Scientists unveil non-opioid pain process

A team of scientists has discovered a new pathway in the brain that is a non-opioid process, which suggests that people can use mindfulness meditation to decrease pain.

The study, which received funding from the National Center for Complementary and Integrative Health, shows that mindfulness meditation uses a different pain process inside the brain than the one that opioid pain relievers use.

The scientists stated that the opioid as well as non-opioid mechanisms for pain relief connect synergistically. They suggest that people experiencing pain use both non-pharmacologic as well as pharmacologic and mindfulness-based pain-relieving approaches. Combining these approaches may give patients the best results in reducing their pain.

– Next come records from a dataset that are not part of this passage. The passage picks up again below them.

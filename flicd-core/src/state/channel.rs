//! Connection channel state machine
//!
//! ```text
//!            create response (error)
//!   Pending ─────────────────────────────────────────► Removed
//!      │ create response (ok, status)                     ▲
//!      ▼                                                  │ removed
//!   Disconnected ◄──► Connected ◄──► Ready ───────────────┘
//!            status changed
//! ```
//!
//! Live button events are accepted only in `Ready`; queued ones (replayed
//! after a reconnect) also in `Connected`.

use flicd_protocol::{BdAddr, ConnectionStatus, CreateConnectionChannelError, DisconnectReason};

use super::TransitionError;
use crate::config::ChannelConfig;

/// Connection channel states
#[derive(Debug, Clone, Copy, PartialEq, Eq)]
pub enum ChannelState {
    /// Create command sent, waiting for the daemon's response
    Pending,
    /// Channel open, no link to the button
    Disconnected,
    /// Link up, button not verified yet
    Connected,
    /// Link up and verified
    Ready,
    /// Channel gone; terminal
    Removed,
}

impl ChannelState {
    pub fn name(self) -> &'static str {
        match self {
            ChannelState::Pending => "Pending",
            ChannelState::Disconnected => "Disconnected",
            ChannelState::Connected => "Connected",
            ChannelState::Ready => "Ready",
            ChannelState::Removed => "Removed",
        }
    }

    /// True once the create response has arrived and the channel is open
    pub fn is_open(self) -> bool {
        matches!(
            self,
            ChannelState::Disconnected | ChannelState::Connected | ChannelState::Ready
        )
    }

    pub fn is_terminal(self) -> bool {
        self == ChannelState::Removed
    }

    fn from_status(status: ConnectionStatus) -> Self {
        match status {
            ConnectionStatus::Disconnected => ChannelState::Disconnected,
            ConnectionStatus::Connected => ChannelState::Connected,
            ConnectionStatus::Ready => ChannelState::Ready,
        }
    }

    /// Process an input and return the next state
    pub fn transition(self, input: ChannelInput) -> Result<Self, TransitionError> {
        use ChannelInput::*;
        use ChannelState::*;

        let next = match (self, input) {
            (Pending, CreateResponse { error, status }) => {
                if error == CreateConnectionChannelError::NoError {
                    Self::from_status(status)
                } else {
                    Removed
                }
            }

            (Disconnected | Connected | Ready, StatusChanged { status, .. }) => {
                Self::from_status(status)
            }
            (Disconnected | Connected | Ready, ChannelRemoved) => Removed,

            (Ready, ButtonEvent { .. }) => Ready,
            (Connected, ButtonEvent { was_queued: true }) => Connected,

            _ => {
                return Err(TransitionError {
                    machine: "connection channel",
                    state: self.name(),
                    input: input.name(),
                })
            }
        };
        Ok(next)
    }
}

/// Inputs driving a connection channel
#[derive(Debug, Clone, Copy, PartialEq, Eq)]
pub enum ChannelInput {
    /// Daemon answered the create command
    CreateResponse {
        error: CreateConnectionChannelError,
        status: ConnectionStatus,
    },
    /// Link status changed
    StatusChanged {
        status: ConnectionStatus,
        reason: DisconnectReason,
    },
    /// Daemon removed the channel
    ChannelRemoved,
    /// Any of the four button event kinds
    ButtonEvent { was_queued: bool },
}

impl ChannelInput {
    pub fn name(self) -> &'static str {
        match self {
            ChannelInput::CreateResponse { .. } => "create response",
            ChannelInput::StatusChanged { .. } => "status change",
            ChannelInput::ChannelRemoved => "channel removed",
            ChannelInput::ButtonEvent { was_queued: false } => "live button event",
            ChannelInput::ButtonEvent { was_queued: true } => "queued button event",
        }
    }
}

/// Client-side record of one connection channel
#[derive(Debug, Clone, PartialEq, Eq)]
pub struct ChannelMachine {
    bd_addr: BdAddr,
    config: ChannelConfig,
    requested: ChannelConfig,
    state: ChannelState,
    disconnect_reason: Option<DisconnectReason>,
    removal_requested: bool,
}

impl ChannelMachine {
    /// Record for a channel whose create command is about to be sent
    pub fn new(bd_addr: BdAddr, config: ChannelConfig) -> Self {
        Self {
            bd_addr,
            config,
            requested: config,
            state: ChannelState::Pending,
            disconnect_reason: None,
            removal_requested: false,
        }
    }

    pub fn bd_addr(&self) -> BdAddr {
        self.bd_addr
    }

    /// Mode parameters the channel was created with
    pub fn config(&self) -> ChannelConfig {
        self.config
    }

    /// Mode parameters most recently requested for the channel
    pub fn requested_config(&self) -> ChannelConfig {
        self.requested
    }

    pub fn state(&self) -> ChannelState {
        self.state
    }

    /// Reason given with the most recent status change
    pub fn disconnect_reason(&self) -> Option<DisconnectReason> {
        self.disconnect_reason
    }

    pub fn removal_requested(&self) -> bool {
        self.removal_requested
    }

    /// Mark the channel as being removed by this client
    ///
    /// Returns `false` if a removal was already requested.
    pub fn request_removal(&mut self) -> bool {
        !core::mem::replace(&mut self.removal_requested, true)
    }

    /// Record new mode parameters sent to the daemon
    pub fn request_mode(&mut self, config: ChannelConfig) {
        self.requested = config;
    }

    /// Apply an input, updating state and bookkeeping
    ///
    /// On error the record is left untouched.
    pub fn apply(&mut self, input: ChannelInput) -> Result<ChannelState, TransitionError> {
        let next = self.state.transition(input)?;
        if let ChannelInput::StatusChanged { reason, .. } = input {
            self.disconnect_reason = Some(reason);
        }
        self.state = next;
        Ok(next)
    }
}

#[cfg(test)]
mod tests {
    use super::*;
    use flicd_protocol::LatencyMode;

    fn machine() -> ChannelMachine {
        let addr: BdAddr = "aa:bb:cc:dd:ee:ff".parse().unwrap();
        ChannelMachine::new(addr, ChannelConfig::default())
    }

    fn created(status: ConnectionStatus) -> ChannelInput {
        ChannelInput::CreateResponse {
            error: CreateConnectionChannelError::NoError,
            status,
        }
    }

    fn status(status: ConnectionStatus) -> ChannelInput {
        ChannelInput::StatusChanged {
            status,
            reason: DisconnectReason::Unspecified,
        }
    }

    const LIVE: ChannelInput = ChannelInput::ButtonEvent { was_queued: false };
    const QUEUED: ChannelInput = ChannelInput::ButtonEvent { was_queued: true };

    #[test]
    fn test_create_then_ready_then_button() {
        let mut ch = machine();
        assert_eq!(ch.apply(created(ConnectionStatus::Connected)), Ok(ChannelState::Connected));
        assert_eq!(ch.apply(status(ConnectionStatus::Ready)), Ok(ChannelState::Ready));
        assert_eq!(ch.apply(LIVE), Ok(ChannelState::Ready));
    }

    #[test]
    fn test_failed_create_is_terminal() {
        let mut ch = machine();
        let next = ch.apply(ChannelInput::CreateResponse {
            error: CreateConnectionChannelError::MaxPendingConnectionsReached,
            status: ConnectionStatus::Disconnected,
        });
        assert_eq!(next, Ok(ChannelState::Removed));
        assert!(ch.state().is_terminal());
    }

    #[test]
    fn test_no_event_before_create_response() {
        for input in [status(ConnectionStatus::Ready), ChannelInput::ChannelRemoved, LIVE, QUEUED] {
            let mut ch = machine();
            let err = ch.apply(input).unwrap_err();
            assert_eq!(err.state, "Pending");
            assert_eq!(ch.state(), ChannelState::Pending);
        }
    }

    #[test]
    fn test_second_create_response_rejected() {
        let mut ch = machine();
        ch.apply(created(ConnectionStatus::Disconnected)).unwrap();
        assert!(ch.apply(created(ConnectionStatus::Ready)).is_err());
    }

    #[test]
    fn test_live_button_needs_ready() {
        for s in [ConnectionStatus::Disconnected, ConnectionStatus::Connected] {
            let mut ch = machine();
            ch.apply(created(s)).unwrap();
            let err = ch.apply(LIVE).unwrap_err();
            assert_eq!(err.input, "live button event");
        }
    }

    #[test]
    fn test_queued_button_allowed_when_connected() {
        let mut ch = machine();
        ch.apply(created(ConnectionStatus::Connected)).unwrap();
        assert_eq!(ch.apply(QUEUED), Ok(ChannelState::Connected));

        let mut ch = machine();
        ch.apply(created(ConnectionStatus::Disconnected)).unwrap();
        assert!(ch.apply(QUEUED).is_err());
    }

    #[test]
    fn test_disconnect_keeps_channel_and_reason() {
        let mut ch = machine();
        ch.apply(created(ConnectionStatus::Ready)).unwrap();
        ch.apply(ChannelInput::StatusChanged {
            status: ConnectionStatus::Disconnected,
            reason: DisconnectReason::TimedOut,
        })
        .unwrap();

        assert_eq!(ch.state(), ChannelState::Disconnected);
        assert!(ch.state().is_open());
        assert_eq!(ch.disconnect_reason(), Some(DisconnectReason::TimedOut));
    }

    #[test]
    fn test_removed_is_terminal() {
        let mut ch = machine();
        ch.apply(created(ConnectionStatus::Ready)).unwrap();
        assert_eq!(ch.apply(ChannelInput::ChannelRemoved), Ok(ChannelState::Removed));
        assert!(ch.apply(LIVE).is_err());
        assert!(ch.apply(ChannelInput::ChannelRemoved).is_err());
    }

    #[test]
    fn test_request_removal_once() {
        let mut ch = machine();
        assert!(ch.request_removal());
        assert!(!ch.request_removal());
        assert!(ch.removal_requested());
    }

    #[test]
    fn test_mode_change_keeps_creation_config() {
        let mut ch = machine();
        let low = ChannelConfig::new(LatencyMode::LowLatency, 60);
        ch.request_mode(low);

        assert_eq!(ch.config(), ChannelConfig::default());
        assert_eq!(ch.requested_config(), low);
    }
}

Earlier research suggested that using mindfulness meditation could relieve a person’s pain, but the scientists did not understand how mindfulness meditation caused pain relief. Their specific questions applied to whether meditation could release the brain’s naturally occurring opiates.

The study involved 78 healthy adults. They either meditated or did not meditate after receiving painful heat stimuli as well as intravenous opioid antagonist naloxone, a drug that stops opioid transmission, or else a placebo saline.

The subjects were randomly divided into four groups. The first used meditation with naloxone; second used non-meditation control with naloxone; third used meditation with saline; and fourth used the control with the saline.

People who meditated with saline administration reported noticeably lower pain intensity as well as unpleasantness when they were compared to people who didn’t meditate with the saline.

The naloxone did not stop the meditation from relieving pain. Additionally, there were not any differences between the pain intensity or unpleasantness with the meditation-saline group and the meditation-naloxone group.